Exercise inputs:
=-=-=-=-=

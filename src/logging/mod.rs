//! Logging and observability
//!
//! This module provides structured logging with support for:
//! - JSON-formatted logs
//! - Configurable log levels
//! - Local file logging with rotation
//!
//! # Example
//!
//! ```no_run
//! use geopack::logging::init_logging;
//! use geopack::config::LoggingConfig;
//!
//! let config = LoggingConfig::default();
//! let _guard = init_logging("info", &config).expect("Failed to initialize logging");
//!
//! tracing::info!("Application started");
//! ```

pub mod structured;

// Re-export commonly used items
pub use structured::{init_logging, LoggingGuard};

/// Log the acceptance of an export task
///
/// # Example
///
/// ```no_run
/// use geopack::log_task_accepted;
/// use geopack::domain::TaskId;
///
/// let task_id = TaskId::generate();
/// log_task_accepted!(&task_id, "geojson");
/// ```
#[macro_export]
macro_rules! log_task_accepted {
    ($task_id:expr, $output_type:expr) => {
        tracing::info!(
            task_id = %$task_id,
            output_type = %$output_type,
            "Export task accepted"
        );
    };
}

/// Log an error with context
///
/// # Example
///
/// ```no_run
/// use geopack::log_error_with_context;
/// use geopack::domain::GeopackError;
///
/// let error = GeopackError::Configuration("Invalid config".to_string());
/// log_error_with_context!(&error, "Failed to load configuration");
/// ```
#[macro_export]
macro_rules! log_error_with_context {
    ($error:expr, $context:expr) => {
        tracing::error!(
            error = %$error,
            context = $context,
            "Error occurred"
        );
    };
}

=-=-=-=-=

Aim of the exercise: Within the listing above, say how many lines contain the string "info". Reply with the number only.

Written response: 3